───── DATASET EXTRACT ─────

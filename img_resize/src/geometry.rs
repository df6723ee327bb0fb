//! Fixed-height resize geometry

use crate::{ResizeError, Result};

#[derive(Debug, Clone, Copy, PartialEq, Eq)]
pub enum ResizePlan {
    /// Already at or below the target height; dimensions unchanged.
    Keep,
    Resize { width: u32, height: u32 },
}

/// Width scales with the height ratio and is truncated, then bumped to the
/// next even number when odd. Height becomes exactly `target_height`.
pub fn plan_resize(width: u32, height: u32, target_height: u32) -> Result<ResizePlan> {
    if height <= target_height {
        return Ok(ResizePlan::Keep);
    }

    let scale = target_height as f64 / height as f64;
    let mut new_width = (width as f64 * scale) as u32;
    if new_width % 2 != 0 {
        new_width += 1;
    }

    if new_width == 0 {
        return Err(ResizeError::DegenerateDimensions {
            width,
            height,
            target_height,
        });
    }

    Ok(ResizePlan::Resize {
        width: new_width,
        height: target_height,
    })
}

─────

**WHAT YOU SHOULD DO**
Reply by stating only how many lines in the listing hold the word "return".

**ANSWER SECTION**
2